When my daughter hears my Dexcom beeping, she understands the difference between the alert signaling a high blood sugar and the alert signaling a low. If the high alarm goes off, she doesn’t react, but if the low alarm goes off, she perks up immediately and asks me if I need a “glupose tab.” The immediacy and seriousness of low blood sugars is noticed by my three year old because she’s seen me go from normal, functional Mom to confused, sweaty, and tangled-in-my-own-words Mom in a matter of minutes.
The symptoms of low blood sugars don’t just vary from PWD to PWD, but often vary within the PWD’s own lifetime. When I was very small, my low blood sugar “tell” was when my mouth would go numb and my face felt like I’d had Novocaine hours earlier and it was just starting to wear off, with that tingly, prickly feeling.
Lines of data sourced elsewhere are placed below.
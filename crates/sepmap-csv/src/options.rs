//! Separator options for reading and writing delimited text.

use std::path::Path;

use serde::{Deserialize, Serialize};

use crate::error::{CsvMapError, Result};

/// Record terminator used when writing.
#[derive(Debug, Clone, Copy, PartialEq, Eq, Default, Serialize, Deserialize)]
#[serde(rename_all = "lowercase")]
pub enum LineTerminator {
    /// `\n`
    #[default]
    Lf,
    /// `\r\n`
    Crlf,
}

/// Options describing the delimited-text dialect.
///
/// Every field has a default, so an options file only needs the keys it
/// changes:
///
/// ```toml
/// delimiter = ";"
/// trim = true
/// ```
#[derive(Debug, Clone, PartialEq, Eq, Serialize, Deserialize)]
#[serde(default)]
pub struct SepOptions {
    /// Field delimiter. Must be ASCII.
    pub delimiter: char,
    /// Quote character. Must be ASCII and differ from the delimiter.
    pub quote: char,
    /// Trim surrounding whitespace from header names and cells when reading.
    pub trim: bool,
    /// Accept rows whose length differs from the header.
    pub flexible: bool,
    /// Record terminator when writing.
    pub line_terminator: LineTerminator,
}

impl Default for SepOptions {
    fn default() -> Self {
        Self {
            delimiter: ',',
            quote: '"',
            trim: false,
            flexible: false,
            line_terminator: LineTerminator::default(),
        }
    }
}

impl SepOptions {
    pub fn new() -> Self {
        Self::default()
    }

    #[must_use]
    pub fn with_delimiter(mut self, delimiter: char) -> Self {
        self.delimiter = delimiter;
        self
    }

    #[must_use]
    pub fn with_quote(mut self, quote: char) -> Self {
        self.quote = quote;
        self
    }

    #[must_use]
    pub fn with_trim(mut self, enable: bool) -> Self {
        self.trim = enable;
        self
    }

    #[must_use]
    pub fn with_flexible(mut self, enable: bool) -> Self {
        self.flexible = enable;
        self
    }

    #[must_use]
    pub fn with_line_terminator(mut self, terminator: LineTerminator) -> Self {
        self.line_terminator = terminator;
        self
    }

    /// Parse options from TOML text and validate them.
    pub fn from_toml_str(text: &str) -> Result<Self> {
        let options: Self = toml::from_str(text)?;
        options.validate()?;
        Ok(options)
    }

    /// Load options from a TOML file and validate them.
    pub fn from_path(path: &Path) -> Result<Self> {
        let text = std::fs::read_to_string(path).map_err(|e| CsvMapError::file(path, e))?;
        Self::from_toml_str(&text)
    }

    /// Check that the delimiter and quote can be expressed as single bytes.
    pub fn validate(&self) -> Result<()> {
        let delimiter = ascii_byte("delimiter", self.delimiter)?;
        let quote = ascii_byte("quote", self.quote)?;
        if delimiter == quote {
            return Err(CsvMapError::InvalidOptions {
                message: format!("delimiter and quote are both {:?}", self.delimiter),
            });
        }
        for (field, byte) in [("delimiter", delimiter), ("quote", quote)] {
            if matches!(byte, b'\r' | b'\n') {
                return Err(CsvMapError::InvalidOptions {
                    message: format!("{field} cannot be a line break"),
                });
            }
        }
        Ok(())
    }

    pub(crate) fn reader_builder(&self) -> Result<csv::ReaderBuilder> {
        self.validate()?;
        let mut builder = csv::ReaderBuilder::new();
        builder
            .has_headers(true)
            .delimiter(self.delimiter as u8)
            .quote(self.quote as u8)
            .flexible(self.flexible)
            .trim(if self.trim {
                csv::Trim::All
            } else {
                csv::Trim::None
            });
        Ok(builder)
    }

    pub(crate) fn writer_builder(&self) -> Result<csv::WriterBuilder> {
        self.validate()?;
        let mut builder = csv::WriterBuilder::new();
        builder
            .has_headers(false)
            .delimiter(self.delimiter as u8)
            .quote(self.quote as u8)
            .flexible(self.flexible)
            .terminator(match self.line_terminator {
                LineTerminator::Lf => csv::Terminator::Any(b'\n'),
                LineTerminator::Crlf => csv::Terminator::CRLF,
            });
        Ok(builder)
    }
}

fn ascii_byte(field: &str, value: char) -> Result<u8> {
    if value.is_ascii() {
        Ok(value as u8)
    } else {
        Err(CsvMapError::InvalidOptions {
            message: format!("{field} {value:?} is not an ASCII character"),
        })
    }
}
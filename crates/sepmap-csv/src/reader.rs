//! Row source backed by a `csv::Reader`.

use std::collections::HashMap;
use std::io::Read;

use sepmap_core::RowSource;

/// Reads delimited records, exposing each as a header-addressed row.
///
/// The header is read once at construction. A UTF-8 byte order mark in front
/// of the first column name is dropped, and when a column name appears more
/// than once the first occurrence wins for cell lookup.
#[derive(Debug)]
pub struct CsvRowSource<R> {
    reader: csv::Reader<R>,
    header: Vec<String>,
    index: HashMap<String, usize>,
    record: csv::StringRecord,
}

impl<R: Read> CsvRowSource<R> {
    /// Wrap a reader that was built with `has_headers(true)`.
    pub fn new(mut reader: csv::Reader<R>) -> Result<Self, csv::Error> {
        let header: Vec<String> = reader
            .headers()?
            .iter()
            .enumerate()
            .map(|(idx, name)| {
                if idx == 0 {
                    name.trim_start_matches('\u{feff}').to_string()
                } else {
                    name.to_string()
                }
            })
            .collect();

        let mut index = HashMap::with_capacity(header.len());
        for (idx, name) in header.iter().enumerate() {
            index.entry(name.clone()).or_insert(idx);
        }

        tracing::trace!(columns = header.len(), "read CSV header");
        Ok(Self {
            reader,
            header,
            index,
            record: csv::StringRecord::new(),
        })
    }
}

impl<R: Read> RowSource for CsvRowSource<R> {
    type Error = csv::Error;

    fn next_row(&mut self) -> Result<bool, Self::Error> {
        self.reader.read_record(&mut self.record)
    }

    fn header(&self) -> &[String] {
        &self.header
    }

    fn cell(&self, column: &str) -> Option<&str> {
        let idx = *self.index.get(column)?;
        self.record.get(idx)
    }
}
Over the years, I’ve had a lot of lows with varying symptoms:
“My brain is fully functioning. I know words. I know sounds. I know exactly what I need to do and what the number 42 means but my body has betrayed me and won’t move as I have asked, like I was a robot who had been over-oiled.” – Sad Robot
“My mouth isn’t even mine. It’s just this thing, this portal to shove giant sugar tablets into. I can’t work up the saliva to chew, so the tab sits in my mouth until it starts to dissolve a little, and then my body remembers what to do with it. ‘Chew the damn thing.’ Tragedy of a low – no saliva. Nothing to help mince these tabs down into something useful.” – Bullets
“‘Thanks, and could I please have a small orange juice, without ice, as quickly as you can? Thanks so much,’ I said to the host in one breath, hypoglycemia filling up all the space around my head like the Radiohead video for No Surprises. A minute or two later, a glass of orange juice was on the table. I drained it in a few gulps.” – Reduced to Rubble
“I remember my mom sitting on the kitchen floor with me, breaking graham crackers into smaller bites and putting them in my mouth, dinner burning in pans on the stove. I remember my mom’s eyes being very wide but she wasn’t crying. I remember a glass of juice. I remember it was hard to chew because I was crying but I wasn’t sure why, and then there’s a sharp edit in my memory, where I don’t have any recollection of what happened next.” – Memories
No two lows feel or look the same, but a few grams of carbohydrate (plus the willpower to wait) can swiftly save the day. With quick recognition and treatment, lows pass as quickly as they come on (most of the time) but they are always in the back of my mind. When it comes to diabetes concerns, the fear of hypoglycemia has been constant for the last twenty-seven years. My purse is never (okay, rarely, but never without on purpose) without glucose tabs, and I’ve had the “this is glucagon, and here’s how to use it” conversation with more people than I can count.
What are your low blood sugar symptoms?